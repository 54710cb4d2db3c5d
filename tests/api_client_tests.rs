mod common;

use std::sync::Arc;

use discolog::auth::AuthManager;
use discolog::client::{ApiClient, SearchKind};
use discolog::error::Error;
use pretty_assertions::assert_eq;
use serde_json::json;
use wiremock::matchers::{header, method, path, query_param};
use wiremock::{Mock, MockServer, ResponseTemplate};

use common::{expired_token, token_response_json, valid_token, MemoryStore, TestNavigator};

const APP_URL: &str = "https://app.test/library";

async fn api_with_session(
    server: &MockServer,
    seed: impl FnOnce(&discolog::auth::SessionStore),
) -> ApiClient {
    let store = Arc::new(MemoryStore::new());
    let navigator = Arc::new(TestNavigator::at(APP_URL));
    let auth = AuthManager::new(store, navigator)
        .with_token_url(format!("{}/api/token", server.uri()));
    auth.session().set_client_id("app-1").unwrap();
    seed(auth.session());
    ApiClient::new(Arc::new(auth)).with_api_url(server.uri())
}

fn search_body() -> serde_json::Value {
    json!({
        "albums": {
            "items": [
                {
                    "id": "alb-1",
                    "name": "Aquemini",
                    "album_type": "album",
                    "release_date": "1998-09-29",
                    "artists": [{"id": "art-1", "name": "OutKast"}],
                    "images": [{"url": "https://img.test/a.jpg", "width": 250, "height": 250}]
                }
            ],
            "total": 1,
            "limit": 20,
            "offset": 0
        }
    })
}

#[tokio::test]
async fn search_sends_bearer_and_query_params() {
    let server = MockServer::start().await;
    let api = api_with_session(&server, |session| {
        session.save_token(&valid_token("tok-1")).unwrap();
    })
    .await;

    Mock::given(method("GET"))
        .and(path("/search"))
        .and(header("authorization", "Bearer tok-1"))
        .and(query_param("q", "aquemini"))
        .and(query_param("type", "album,track"))
        .and(query_param("limit", "20"))
        .and(query_param("offset", "0"))
        .respond_with(ResponseTemplate::new(200).set_body_json(search_body()))
        .expect(1)
        .mount(&server)
        .await;

    let results = api
        .search("aquemini", &[SearchKind::Album, SearchKind::Track], 20, 0)
        .await
        .expect("search should succeed");

    let albums = results.albums.expect("albums envelope");
    assert_eq!(albums.items.len(), 1);
    assert_eq!(albums.items[0].name, "Aquemini");
    assert_eq!(albums.items[0].artists[0].name, "OutKast");
    assert!(results.tracks.is_none());
}

#[tokio::test]
async fn empty_query_params_are_dropped_from_url() {
    let server = MockServer::start().await;
    let api = api_with_session(&server, |session| {
        session.save_token(&valid_token("tok-1")).unwrap();
    })
    .await;

    Mock::given(method("GET"))
        .and(path("/search"))
        .respond_with(ResponseTemplate::new(200).set_body_json(json!({})))
        .expect(1)
        .mount(&server)
        .await;

    let _: serde_json::Value = api
        .fetch_json("/search", &[("q", "aquemini"), ("market", "")])
        .await
        .expect("fetch should succeed");

    let requests = server.received_requests().await.expect("recording enabled");
    let query = requests[0].url.query().unwrap_or_default();
    assert!(query.contains("q=aquemini"));
    assert!(!query.contains("market"));
}

#[tokio::test]
async fn expired_token_is_refreshed_before_first_request() {
    let server = MockServer::start().await;
    let api = api_with_session(&server, |session| {
        session
            .save_token(&expired_token("stale", Some("refresh-1")))
            .unwrap();
    })
    .await;

    Mock::given(method("POST"))
        .and(path("/api/token"))
        .respond_with(
            ResponseTemplate::new(200).set_body_json(token_response_json("tok-2", None)),
        )
        .expect(1)
        .mount(&server)
        .await;

    // Refreshed token is accepted on the retried request.
    Mock::given(method("GET"))
        .and(path("/albums/alb-1"))
        .and(header("authorization", "Bearer tok-2"))
        .respond_with(ResponseTemplate::new(200).set_body_json(json!({
            "id": "alb-1",
            "name": "Aquemini"
        })))
        .expect(1)
        .mount(&server)
        .await;

    let album = api.album("alb-1").await.expect("album fetch should succeed");
    assert_eq!(album.name, "Aquemini");
}

#[tokio::test]
async fn revoked_token_triggers_refresh_then_retry_on_401() {
    let server = MockServer::start().await;
    let api = api_with_session(&server, |session| {
        // Locally valid, but the server has revoked it.
        session.save_token(&valid_token("revoked")).unwrap();
    })
    .await;

    Mock::given(method("POST"))
        .and(path("/api/token"))
        .respond_with(
            ResponseTemplate::new(200).set_body_json(token_response_json("tok-2", None)),
        )
        .expect(1)
        .mount(&server)
        .await;

    Mock::given(method("GET"))
        .and(path("/tracks/trk-1"))
        .and(header("authorization", "Bearer revoked"))
        .respond_with(ResponseTemplate::new(401))
        .expect(1)
        .mount(&server)
        .await;

    Mock::given(method("GET"))
        .and(path("/tracks/trk-1"))
        .and(header("authorization", "Bearer tok-2"))
        .respond_with(ResponseTemplate::new(200).set_body_json(json!({
            "id": "trk-1",
            "name": "Rosa Parks",
            "duration_ms": 321000
        })))
        .expect(1)
        .mount(&server)
        .await;

    let track = api.track("trk-1").await.expect("track fetch should succeed");
    assert_eq!(track.name, "Rosa Parks");
    assert_eq!(track.duration_ms, Some(321_000));
}

#[tokio::test]
async fn expired_session_without_refresh_token_never_reaches_api() {
    let server = MockServer::start().await;
    let api = api_with_session(&server, |session| {
        session.save_token(&expired_token("stale", None)).unwrap();
    })
    .await;

    Mock::given(method("GET"))
        .respond_with(ResponseTemplate::new(200))
        .expect(0)
        .mount(&server)
        .await;

    assert!(matches!(
        api.album("alb-1").await,
        Err(Error::SessionExpired)
    ));
}

#[tokio::test]
async fn second_unauthorized_after_refresh_fails_without_more_retries() {
    let server = MockServer::start().await;
    let api = api_with_session(&server, |session| {
        session.save_token(&valid_token("revoked")).unwrap();
    })
    .await;

    Mock::given(method("POST"))
        .and(path("/api/token"))
        .respond_with(
            ResponseTemplate::new(200).set_body_json(token_response_json("tok-2", None)),
        )
        .expect(1)
        .mount(&server)
        .await;

    // Still 401 after refresh: exactly two API hits, then give up.
    Mock::given(method("GET"))
        .and(path("/albums/alb-1"))
        .respond_with(ResponseTemplate::new(401))
        .expect(2)
        .mount(&server)
        .await;

    assert!(matches!(
        api.album("alb-1").await,
        Err(Error::SessionExpired)
    ));
}

#[tokio::test]
async fn non_success_status_surfaces_as_api_error() {
    let server = MockServer::start().await;
    let api = api_with_session(&server, |session| {
        session.save_token(&valid_token("tok-1")).unwrap();
    })
    .await;

    Mock::given(method("GET"))
        .and(path("/albums/missing"))
        .respond_with(ResponseTemplate::new(404).set_body_string("album not found"))
        .expect(1)
        .mount(&server)
        .await;

    match api.album("missing").await {
        Err(Error::Api { status, message }) => {
            assert_eq!(status, 404);
            assert_eq!(message, "album not found");
        }
        other => panic!("expected Api error, got {other:?}"),
    }
}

──────

(Work request)
Go through the records and print each one exactly.

(Expected answer)
repository 54710cb4d2db3c5d
filename tests/api_client_tests.rs
mod common;

use std::sync::Arc;

use discolog::auth::AuthManager;
use discolog::client::{ApiClient, SearchKind};
use discolog::error::Error;
use pretty_assertions::assert_eq;
use serde_json::json;
use wiremock::matchers::{header, method, path, query_param};
use wiremock::{Mock, MockServer, ResponseTemplate};

use common::{expired_token, token_response_json, valid_token, MemoryStore, TestNavigator};

const APP_URL: &str = "https://app.test/library";

async fn api_with_session(
    server: &MockServer,
    seed: impl FnOnce(&discolog::auth::SessionStore),
) -> ApiClient {
    let store = Arc::new(MemoryStore::new());
    let navigator = Arc::new(TestNavigator::at(APP_URL));
    let auth = AuthManager::new(store, navigator)
        .with_token_url(format!("{}/api/token", server.uri()));
    auth.session().set_client_id("app-1").unwrap();
    seed(auth.session());
    ApiClient::new(Arc::new(auth)).with_api_url(server.uri())
}

fn search_body() -> serde_json::Value {
    json!({
        "albums": {
            "items": [
                {
                    "id": "alb-1",
                    "name": "Aquemini",
                    "album_type": "album",
                    "release_date": "1998-09-29",
                    "artists": [{"id": "art-1", "name": "OutKast"}],
                    "images": [{"url": "https://img.test/a.jpg", "width": 250, "height": 250}]
                }
            ],
            "total": 1,
            "limit": 20,
            "offset": 0
        }
    })
}

#[tokio::test]
async fn search_sends_bearer_and_query_params() {
    let server = MockServer::start().await;
    let api = api_with_session(&server, |session| {
        session.save_token(&valid_token("tok-1")).unwrap();
    })
    .await;

    Mock::given(method("GET"))
        .and(path("/search"))
        .and(header("authorization", "Bearer tok-1"))
        .and(query_param("q", "aquemini"))
        .and(query_param("type", "album,track"))
        .and(query_param("limit", "20"))
        .and(query_param("offset", "0"))
        .respond_with(ResponseTemplate::new(200).set_body_json(search_body()))
        .expect(1)
        .mount(&server)
        .await;

    let results = api
        .search("aquemini", &[SearchKind::Album, SearchKind::Track], 20, 0)
        .await
        .expect("search should succeed");

    let albums = results.albums.expect("albums envelope");
    assert_eq!(albums.items.len(), 1);
    assert_eq!(albums.items[0].name, "Aquemini");
    assert_eq!(albums.items[0].artists[0].name, "OutKast");
    assert!(results.tracks.is_none());
}

#[tokio::test]
async fn empty_query_params_are_dropped_from_url() {
    let server = MockServer::start().await;
    let api = api_with_session(&server, |session| {
        session.save_token(&valid_token("tok-1")).unwrap();
    })
    .await;

    Mock::given(method("GET"))
        .and(path("/search"))
        .respond_with(ResponseTemplate::new(200).set_body_json(json!({})))
        .expect(1)
        .mount(&server)
        .await;

    let _: serde_json::Value = api
        .fetch_json("/search", &[("q", "aquemini"), ("market", "")])
        .await
        .expect("fetch should succeed");

    let requests = server.received_requests().await.expect("recording enabled");
    let query = requests[0].url.query().unwrap_or_default();
    assert!(query.contains("q=aquemini"));
    assert!(!query.contains("market"));
}

#[tokio::test]
async fn expired_token_is_refreshed_before_first_request() {
    let server = MockServer::start().await;
    let api = api_with_session(&server, |session| {
        session
            .save_token(&expired_token("stale", Some("refresh-1")))
            .unwrap();
    })
    .await;

    Mock::given(method("POST"))
        .and(path("/api/token"))
        .respond_with(
            ResponseTemplate::new(200).set_body_json(token_response_json("tok-2", None)),
        )
        .expect(1)
        .mount(&server)
        .await;

    // Refreshed token is accepted on the retried request.
    Mock::given(method("GET"))
        .and(path("/albums/alb-1"))
        .and(header("authorization", "Bearer tok-2"))
        .respond_with(ResponseTemplate::new(200).set_body_json(json!({
            "id": "alb-1",
            "name": "Aquemini"
        })))
        .expect(1)
        .mount(&server)
        .await;

    let album = api.album("alb-1").await.expect("album fetch should succeed");
    assert_eq!(album.name, "Aquemini");
}

#[tokio::test]
async fn revoked_token_triggers_refresh_then_retry_on_401() {
    let server = MockServer::start().await;
    let api = api_with_session(&server, |session| {
        // Locally valid, but the server has revoked it.
        session.save_token(&valid_token("revoked")).unwrap();
    })
    .await;

    Mock::given(method("POST"))
        .and(path("/api/token"))
        .respond_with(
            ResponseTemplate::new(200).set_body_json(token_response_json("tok-2", None)),
        )
        .expect(1)
        .mount(&server)
        .await;

    Mock::given(method("GET"))
        .and(path("/tracks/trk-1"))
        .and(header("authorization", "Bearer revoked"))
        .respond_with(ResponseTemplate::new(401))
        .expect(1)
        .mount(&server)
        .await;

    Mock::given(method("GET"))
        .and(path("/tracks/trk-1"))
        .and(header("authorization", "Bearer tok-2"))
        .respond_with(ResponseTemplate::new(200).set_body_json(json!({
            "id": "trk-1",
            "name": "Rosa Parks",
            "duration_ms": 321000
        })))
        .expect(1)
        .mount(&server)
        .await;

    let track = api.track("trk-1").await.expect("track fetch should succeed");
    assert_eq!(track.name, "Rosa Parks");
    assert_eq!(track.duration_ms, Some(321_000));
}

#[tokio::test]
async fn expired_session_without_refresh_token_never_reaches_api() {
    let server = MockServer::start().await;
    let api = api_with_session(&server, |session| {
        session.save_token(&expired_token("stale", None)).unwrap();
    })
    .await;

    Mock::given(method("GET"))
        .respond_with(ResponseTemplate::new(200))
        .expect(0)
        .mount(&server)
        .await;

    assert!(matches!(
        api.album("alb-1").await,
        Err(Error::SessionExpired)
    ));
}

#[tokio::test]
async fn second_unauthorized_after_refresh_fails_without_more_retries() {
    let server = MockServer::start().await;
    let api = api_with_session(&server, |session| {
        session.save_token(&valid_token("revoked")).unwrap();
    })
    .await;

    Mock::given(method("POST"))
        .and(path("/api/token"))
        .respond_with(
            ResponseTemplate::new(200).set_body_json(token_response_json("tok-2", None)),
        )
        .expect(1)
        .mount(&server)
        .await;

    // Still 401 after refresh: exactly two API hits, then give up.
    Mock::given(method("GET"))
        .and(path("/albums/alb-1"))
        .respond_with(ResponseTemplate::new(401))
        .expect(2)
        .mount(&server)
        .await;

    assert!(matches!(
        api.album("alb-1").await,
        Err(Error::SessionExpired)
    ));
}

#[tokio::test]
async fn non_success_status_surfaces_as_api_error() {
    let server = MockServer::start().await;
    let api = api_with_session(&server, |session| {
        session.save_token(&valid_token("tok-1")).unwrap();
    })
    .await;

    Mock::given(method("GET"))
        .and(path("/albums/missing"))
        .respond_with(ResponseTemplate::new(404).set_body_string("album not found"))
        .expect(1)
        .mount(&server)
        .await;

    match api.album("missing").await {
        Err(Error::Api { status, message }) => {
            assert_eq!(status, 404);
            assert_eq!(message, "album not found");
        }
        other => panic!("expected Api error, got {other:?}"),
    }
}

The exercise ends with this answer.